The historian's quarrel with the biographer...is that he wrests a complex figure from a complex setting, seeking to epitomize history in the far too simple terms of the individual. (W. K. Jordan, The Development of Religious Toleration in England , III, p. 476).

EVER SINCE THE death of Oliver Cromwell 300 years ago his reputation has been the subject of controversy. The royalist view of him was expressed by Clarendon: "a brave bad man," an ambitious hypocrite. This interpretation was supported by many former Parliamentarians: Edmund Ludlow regarded Cromwell as the lost leader who jettisoned his early radical ideas on rising to power himself. The only aspect of Cromwell's policy that the next generation praised unreservedly was his aggressive foreign policy and support for trade. Pepys's famous phrase -- " What brave things he did and made all the neighbour princes fear him" -- is only one of many rueful assessments made while the last two Stuarts were squandering the heritage of the Interregnum. But after William III resumed the policy of trade wars and colonial expansion there was less reason for remembering Oliver.

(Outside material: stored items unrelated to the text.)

//! Conversion options and the "falsy-omits" filter.
//!
//! Conversion options arrive as a loose key/value collection (`quality`,
//! `width`, `sheet`, ...). Only the ones that carry a meaningful value are
//! forwarded to the `convert` stage:
//!
//! | Key          | Forwarded when                                   |
//! |--------------|--------------------------------------------------|
//! | `all_sheets` | value is exactly `true`                          |
//! | `sheet`      | value is a number > 0                            |
//! | `sheet_name` | non-empty; written to `sheet`, overriding index  |
//! | anything else| not `""`, `0`, `null` or `false`                 |
//!
//! A zero or `false` therefore means "unset". Callers that need to send a
//! real zero (e.g. `wait_time: 0`) use [`ConversionOptions::pin`], which
//! bypasses the filter.

use crate::error::CloudConvertError;
use indexmap::IndexMap;
use serde::{Deserialize, Serialize};
use serde_json::{Map, Value};

/// Loose conversion options plus explicitly pinned values.
///
/// Deserialises from a flat object; a nested `pinned` object holds values
/// that must be sent verbatim:
///
/// ```json
/// {"quality": 80, "sheet_name": "Q3", "pinned": {"wait_time": 0}}
/// ```
#[derive(Debug, Clone, Default, PartialEq, Serialize, Deserialize)]
pub struct ConversionOptions {
    #[serde(default, skip_serializing_if = "IndexMap::is_empty")]
    pinned: IndexMap<String, Value>,
    #[serde(flatten)]
    values: IndexMap<String, Value>,
}

impl ConversionOptions {
    pub fn new() -> Self {
        Self::default()
    }

    /// Parse options from free-form JSON text (an object).
    pub fn from_json_str(field: &str, text: &str) -> Result<Self, CloudConvertError> {
        let map = super::builder::parse_json_object(field, text)?;
        Ok(map.into_iter().collect())
    }

    /// Set a filtered option.
    pub fn set(mut self, key: impl Into<String>, value: impl Into<Value>) -> Self {
        self.values.insert(key.into(), value.into());
        self
    }

    /// Set an option that is always forwarded, zero and `false` included.
    pub fn pin(mut self, key: impl Into<String>, value: impl Into<Value>) -> Self {
        self.pinned.insert(key.into(), value.into());
        self
    }

    pub fn is_empty(&self) -> bool {
        self.values.is_empty() && self.pinned.is_empty()
    }

    /// The option fields that survive the filter, in input order, with
    /// pinned values applied last.
    pub fn filtered(&self) -> Map<String, Value> {
        let mut out = Map::new();
        let mut sheet_name: Option<&Value> = None;

        for (key, value) in &self.values {
            match key.as_str() {
                "all_sheets" => {
                    if value == &Value::Bool(true) {
                        out.insert(key.clone(), Value::Bool(true));
                    }
                }
                "sheet" if value.is_number() => {
                    if value.as_f64().is_some_and(|n| n > 0.0) {
                        out.insert(key.clone(), value.clone());
                    }
                }
                "sheet_name" => {
                    if is_set(value) {
                        sheet_name = Some(value);
                    }
                }
                _ => {
                    if is_set(value) {
                        out.insert(key.clone(), value.clone());
                    }
                }
            }
        }

        // Name beats index no matter which key came first.
        if let Some(name) = sheet_name {
            out.insert("sheet".to_string(), name.clone());
        }

        for (key, value) in &self.pinned {
            out.insert(key.clone(), value.clone());
        }
        out
    }
}

impl FromIterator<(String, Value)> for ConversionOptions {
    fn from_iter<T: IntoIterator<Item = (String, Value)>>(iter: T) -> Self {
        Self {
            pinned: IndexMap::new(),
            values: iter.into_iter().collect(),
        }
    }
}

/// `false` for `""`, `0`, `null` and `false`.
fn is_set(value: &Value) -> bool {
    match value {
        Value::Null => false,
        Value::Bool(b) => *b,
        Value::Number(n) => n.as_f64() != Some(0.0),
        Value::String(s) => !s.is_empty(),
        Value::Array(_) | Value::Object(_) => true,
    }
}
/// One unit of work, tagged by `action` on the wire:
///
/// ```json
/// {"action": "convert", "source": {"url": "https://example.com/a.docx"},
///  "output_format": "pdf", "download": true}
/// ```
#[derive(Debug, Clone, PartialEq, Serialize, Deserialize)]
#[serde(tag = "action", rename_all = "snake_case")]
pub enum Request {
    // ── Jobs ─────────────────────────────────────────────────────────────
    /// Submit a hand-written task graph. `tasks` is an object or a string
    /// holding one.
    CreateJob {
        tasks: Value,
        #[serde(default)]
        tag: Option<String>,
        #[serde(default)]
        webhook_url: Option<String>,
        #[serde(default)]
        webhook_events: Vec<String>,
        #[serde(default)]
        wait: bool,
    },
    GetJob {
        job_id: String,
    },
    /// Without `limit`, every matching job.
    ListJobs {
        #[serde(default)]
        filter: ListFilter,
        #[serde(default)]
        limit: Option<usize>,
    },
    DeleteJob {
        job_id: String,
    },
    WaitJob {
        job_id: String,
    },

    // ── Tasks ────────────────────────────────────────────────────────────
    CreateTask {
        operation: Operation,
        task_data: Value,
    },
    GetTask {
        task_id: String,
    },
    ListTasks {
        #[serde(default)]
        filter: ListFilter,
        #[serde(default)]
        limit: Option<usize>,
    },
    DeleteTask {
        task_id: String,
    },
    CancelTask {
        task_id: String,
    },
    RetryTask {
        task_id: String,
    },
    WaitTask {
        task_id: String,
    },

    // ── File intents ─────────────────────────────────────────────────────
    Convert {
        #[serde(flatten)]
        params: ConvertParams,
        #[serde(flatten)]
        delivery: Delivery,
    },
    CaptureWebsite {
        #[serde(flatten)]
        params: CaptureParams,
        #[serde(flatten)]
        delivery: Delivery,
    },
    Thumbnail {
        #[serde(flatten)]
        params: ThumbnailParams,
        #[serde(flatten)]
        delivery: Delivery,
    },
    Watermark {
        #[serde(flatten)]
        params: WatermarkParams,
        #[serde(flatten)]
        delivery: Delivery,
    },
    Merge {
        #[serde(flatten)]
        params: MergeParams,
        #[serde(flatten)]
        delivery: Delivery,
    },
    Archive {
        #[serde(flatten)]
        params: ArchiveParams,
        #[serde(flatten)]
        delivery: Delivery,
    },

    // ── Catalog & account ────────────────────────────────────────────────
    GetFormats {
        direction: FormatDirection,
        #[serde(default)]
        format: Option<String>,
    },
    ListOperations {
        #[serde(default)]
        filter: ListFilter,
    },
    GetMe,
}
//! Intent → task graph.
//!
//! [`build`] is pure: it turns one [`Intent`] and its parameters into the
//! stages of a job and never talks to the network. Uploads are the one
//! source that needs I/O first; the executor performs the upload handshake
//! and only then asks for the graph (see [`crate::execute`]).
//!
//! Every graph ends in a single `export/url` stage, so
//! [`crate::extract::extract_files`] can find the results of any intent.

use super::options::ConversionOptions;
use super::{Operation, TaskGraph, TaskSpec};
use crate::error::CloudConvertError;
use serde::{Deserialize, Serialize};
use serde_json::{Map, Value};
use tracing::debug;

/// Stage names used by the convert intent.
pub const IMPORT_FILE: &str = "import-file";
pub const CONVERT_FILE: &str = "convert-file";
pub const EXPORT_FILE: &str = "export-file";

/// Stage names used by every other intent.
pub const IMPORT: &str = "import";
pub const IMPORT_WATERMARK: &str = "import-watermark";
pub const CAPTURE: &str = "capture";
pub const THUMBNAIL: &str = "thumbnail";
pub const WATERMARK: &str = "watermark";
pub const MERGE: &str = "merge";
pub const ARCHIVE: &str = "archive";
pub const EXPORT: &str = "export";

fn default_binary_property() -> String {
    "data".to_string()
}

fn default_pdf() -> String {
    "pdf".to_string()
}

fn default_png() -> String {
    "png".to_string()
}

fn default_zip() -> String {
    "zip".to_string()
}

/// Where the primary input file comes from.
#[derive(Debug, Clone, PartialEq, Serialize, Deserialize)]
#[serde(rename_all = "snake_case")]
pub enum ImportSource {
    /// Public URL the service fetches.
    Url(String),
    /// ID of an earlier task whose output is the input.
    ///
    /// Emitted as an `import/url` stage whose `url` field holds the task ID,
    /// not a fetchable URL. CloudConvert also accepts the ID directly as a
    /// stage `input`; the graph keeps the import stage so every intent has
    /// the same stage layout whatever the source.
    Task(String),
    /// Bytes uploaded through the `import/upload` handshake. The named
    /// binary property of the batch item holds the file.
    ///
    /// Once the handshake has run, `task_id` holds the upload task that
    /// owns the file and the consuming stage reads from it directly.
    /// Without it the graph carries a fresh `import/upload` stage whose
    /// form the caller posts the file to after submitting the job.
    Upload {
        #[serde(default = "default_binary_property")]
        binary_property: String,
        #[serde(default, skip_serializing_if = "Option::is_none")]
        task_id: Option<String>,
    },
}

impl ImportSource {
    /// Add the import to `g` under `stage` and return the name the
    /// consuming stage reads from.
    fn attach(&self, g: &mut TaskGraph, stage: &str) -> Result<String, CloudConvertError> {
        let spec = match self {
            ImportSource::Url(url) => TaskSpec::new(Operation::ImportUrl).with("url", url.as_str()),
            ImportSource::Task(id) => TaskSpec::new(Operation::ImportUrl).with("url", id.as_str()),
            ImportSource::Upload { task_id: Some(id), .. } => {
                g.declare_external(id.clone());
                return Ok(id.clone());
            }
            ImportSource::Upload { task_id: None, .. } => TaskSpec::new(Operation::ImportUpload),
        };
        g.insert(stage, spec)?;
        Ok(stage.to_string())
    }
}

#[derive(Debug, Clone, PartialEq, Serialize, Deserialize)]
pub struct ConvertParams {
    pub source: ImportSource,
    #[serde(default = "default_pdf")]
    pub output_format: String,
    #[serde(default)]
    pub input_format: Option<String>,
    #[serde(default)]
    pub options: ConversionOptions,
}

#[derive(Debug, Clone, PartialEq, Serialize, Deserialize)]
pub struct CaptureParams {
    pub url: String,
    #[serde(default = "default_pdf")]
    pub output_format: String,
    /// `screen_width`, `full_page`, `wait_until`, ... merged flat.
    #[serde(default)]
    pub options: Map<String, Value>,
}

#[derive(Debug, Clone, PartialEq, Serialize, Deserialize)]
pub struct ThumbnailParams {
    pub source: ImportSource,
    #[serde(default = "default_png")]
    pub output_format: String,
    /// `width`, `height`, `fit`, ... merged flat.
    #[serde(default)]
    pub options: Map<String, Value>,
}

/// The layer painted over the input.
#[derive(Debug, Clone, PartialEq, Serialize, Deserialize)]
#[serde(rename_all = "snake_case")]
pub enum WatermarkLayer {
    Text(String),
    /// URL of the watermark image.
    Image(String),
}

#[derive(Debug, Clone, PartialEq, Serialize, Deserialize)]
pub struct WatermarkParams {
    pub source: ImportSource,
    pub layer: WatermarkLayer,
    #[serde(default = "default_png")]
    pub output_format: String,
    /// `layer_position`, `layer_opacity`, ... merged flat.
    #[serde(default)]
    pub options: Map<String, Value>,
}

#[derive(Debug, Clone, PartialEq, Serialize, Deserialize)]
pub struct MergeParams {
    /// Comma-separated IDs of the tasks to merge, in order.
    pub tasks: String,
    #[serde(default = "default_pdf")]
    pub output_format: String,
}

#[derive(Debug, Clone, PartialEq, Serialize, Deserialize)]
pub struct ArchiveParams {
    pub source: ImportSource,
    #[serde(default = "default_zip")]
    pub output_format: String,
}

/// What the user wants done to a file.
#[derive(Debug, Clone, PartialEq)]
pub enum Intent {
    Convert(ConvertParams),
    CaptureWebsite(CaptureParams),
    Thumbnail(ThumbnailParams),
    Watermark(WatermarkParams),
    Merge(MergeParams),
    Archive(ArchiveParams),
}

impl Intent {
    /// The primary import source, if the intent has one.
    pub fn source(&self) -> Option<&ImportSource> {
        match self {
            Intent::Convert(p) => Some(&p.source),
            Intent::Thumbnail(p) => Some(&p.source),
            Intent::Watermark(p) => Some(&p.source),
            Intent::Archive(p) => Some(&p.source),
            Intent::CaptureWebsite(_) | Intent::Merge(_) => None,
        }
    }

    /// Binary property to upload before building, for upload sources.
    pub fn upload_property(&self) -> Option<&str> {
        match self.source() {
            Some(ImportSource::Upload {
                binary_property,
                task_id: None,
            }) => Some(binary_property),
            _ => None,
        }
    }

    /// The same intent reading from the upload task that already holds
    /// the file. No-op for sources other than [`ImportSource::Upload`].
    pub fn with_upload_task(&self, id: &str) -> Intent {
        let mut intent = self.clone();
        let source = match &mut intent {
            Intent::Convert(p) => Some(&mut p.source),
            Intent::Thumbnail(p) => Some(&mut p.source),
            Intent::Watermark(p) => Some(&mut p.source),
            Intent::Archive(p) => Some(&mut p.source),
            Intent::CaptureWebsite(_) | Intent::Merge(_) => None,
        };
        if let Some(ImportSource::Upload { task_id, .. }) = source {
            *task_id = Some(id.to_string());
        }
        intent
    }

    pub fn name(&self) -> &'static str {
        match self {
            Intent::Convert(_) => "convert",
            Intent::CaptureWebsite(_) => "capture-website",
            Intent::Thumbnail(_) => "thumbnail",
            Intent::Watermark(_) => "watermark",
            Intent::Merge(_) => "merge",
            Intent::Archive(_) => "archive",
        }
    }
}

/// Build the task graph for an intent.
///
/// # Errors
/// * [`CloudConvertError::MalformedInput`] - e.g. a merge with no task IDs
/// * [`CloudConvertError::Internal`] - the graph would contain a dangling
///   reference (a bug in this module, never user input)
pub fn build(intent: &Intent) -> Result<TaskGraph, CloudConvertError> {
    let graph = match intent {
        Intent::Convert(p) => build_convert(p)?,
        Intent::CaptureWebsite(p) => build_capture(p)?,
        Intent::Thumbnail(p) => build_thumbnail(p)?,
        Intent::Watermark(p) => build_watermark(p)?,
        Intent::Merge(p) => build_merge(p)?,
        Intent::Archive(p) => build_archive(p)?,
    };
    graph.validate()?;
    debug!("Built {} graph: {:?}", intent.name(), graph.names());
    Ok(graph)
}

fn build_convert(p: &ConvertParams) -> Result<TaskGraph, CloudConvertError> {
    let mut g = TaskGraph::new();
    let source = p.source.attach(&mut g, IMPORT_FILE)?;

    let mut convert = TaskSpec::new(Operation::Convert)
        .input(source)
        .with("output_format", p.output_format.as_str());
    if let Some(fmt) = p.input_format.as_deref().filter(|f| !f.is_empty()) {
        convert.set("input_format", fmt);
    }
    g.insert(CONVERT_FILE, convert.merge(&p.options.filtered()))?;

    g.insert(EXPORT_FILE, TaskSpec::new(Operation::ExportUrl).input(CONVERT_FILE))?;
    Ok(g)
}

fn build_capture(p: &CaptureParams) -> Result<TaskGraph, CloudConvertError> {
    let mut g = TaskGraph::new();
    let capture = TaskSpec::new(Operation::CaptureWebsite)
        .with("url", p.url.as_str())
        .with("output_format", p.output_format.as_str())
        .merge(&p.options);
    g.insert(CAPTURE, capture)?;
    g.insert(EXPORT, TaskSpec::new(Operation::ExportUrl).input(CAPTURE))?;
    Ok(g)
}

fn build_thumbnail(p: &ThumbnailParams) -> Result<TaskGraph, CloudConvertError> {
    let mut g = TaskGraph::new();
    let source = p.source.attach(&mut g, IMPORT)?;
    let thumb = TaskSpec::new(Operation::Thumbnail)
        .input(source)
        .with("output_format", p.output_format.as_str())
        .merge(&p.options);
    g.insert(THUMBNAIL, thumb)?;
    g.insert(EXPORT, TaskSpec::new(Operation::ExportUrl).input(THUMBNAIL))?;
    Ok(g)
}

fn build_watermark(p: &WatermarkParams) -> Result<TaskGraph, CloudConvertError> {
    let mut g = TaskGraph::new();
    let source = p.source.attach(&mut g, IMPORT)?;

    let mut watermark = TaskSpec::new(Operation::Watermark)
        .input(source)
        .with("output_format", p.output_format.as_str())
        .merge(&p.options);
    match &p.layer {
        WatermarkLayer::Text(text) => watermark.set("layer_text", text.as_str()),
        WatermarkLayer::Image(url) => {
            g.insert(
                IMPORT_WATERMARK,
                TaskSpec::new(Operation::ImportUrl).with("url", url.as_str()),
            )?;
            watermark.set("layer_input", IMPORT_WATERMARK);
        }
    }
    g.insert(WATERMARK, watermark)?;
    g.insert(EXPORT, TaskSpec::new(Operation::ExportUrl).input(WATERMARK))?;
    Ok(g)
}

fn build_merge(p: &MergeParams) -> Result<TaskGraph, CloudConvertError> {
    let ids = split_task_ids(&p.tasks);
    if ids.is_empty() {
        return Err(CloudConvertError::malformed(
            "merge_tasks",
            "expected at least one task ID",
        ));
    }

    let mut g = TaskGraph::new();
    for id in &ids {
        g.declare_external(id.clone());
    }
    let merge = TaskSpec::new(Operation::Merge)
        .inputs(ids)
        .with("output_format", p.output_format.as_str());
    g.insert(MERGE, merge)?;
    g.insert(EXPORT, TaskSpec::new(Operation::ExportUrl).input(MERGE))?;
    Ok(g)
}

fn build_archive(p: &ArchiveParams) -> Result<TaskGraph, CloudConvertError> {
    let mut g = TaskGraph::new();
    let source = p.source.attach(&mut g, IMPORT)?;
    g.insert(
        ARCHIVE,
        TaskSpec::new(Operation::Archive)
            .input(source)
            .with("output_format", p.output_format.as_str()),
    )?;
    g.insert(EXPORT, TaskSpec::new(Operation::ExportUrl).input(ARCHIVE))?;
    Ok(g)
}

/// Split `"a, b ,c"` into `["a", "b", "c"]`, dropping empty entries.
pub fn split_task_ids(raw: &str) -> Vec<String> {
    raw.split(',')
        .map(str::trim)
        .filter(|id| !id.is_empty())
        .map(str::to_string)
        .collect()
}

/// Parse free-form JSON text that must be an object.
///
/// `field` names the parameter in the error so the user knows which input
/// to fix.
pub fn parse_json_object(field: &str, text: &str) -> Result<Map<String, Value>, CloudConvertError> {
    match serde_json::from_str::<Value>(text) {
        Ok(Value::Object(map)) => Ok(map),
        Ok(other) => Err(CloudConvertError::malformed(
            field,
            format!("expected a JSON object, got {}", json_kind(&other)),
        )),
        Err(e) => Err(CloudConvertError::malformed(field, e)),
    }
}

/// Accept either an object or a string holding one.
pub fn json_object_param(field: &str, value: &Value) -> Result<Map<String, Value>, CloudConvertError> {
    match value {
        Value::Object(map) => Ok(map.clone()),
        Value::String(text) => parse_json_object(field, text),
        other => Err(CloudConvertError::malformed(
            field,
            format!("expected a JSON object, got {}", json_kind(other)),
        )),
    }
}

fn json_kind(value: &Value) -> &'static str {
    match value {
        Value::Null => "null",
        Value::Bool(_) => "a boolean",
        Value::Number(_) => "a number",
        Value::String(_) => "a string",
        Value::Array(_) => "an array",
        Value::Object(_) => "an object",
    }
}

When radicalism revived in the later eighteenth century, the Yorkshire Association and Major Cartwright, the Corresponding Society and Cobbett, recalled Hampden, Pym, Prynne; but Cromwell was viewed critically by radicals like Mrs. Macaulay no less than by Tories like Hume. The Vicar of Wakefield looked back with admiration to the Levellers, Blake and Wordsworth to Milton, but literary eulogies of Cromwell are far to seek. In Crabbe's Frank Courtship a dour and old-fashioned country trader who admired Oliver kept his portrait face to the wall, to be turned round only in the safe company of chosen friends. Crabbe may have drawn on a sub-literary tradition among the middling groups; the phrase "in Oliver's days" to describe a time of exceptional prosperity . . .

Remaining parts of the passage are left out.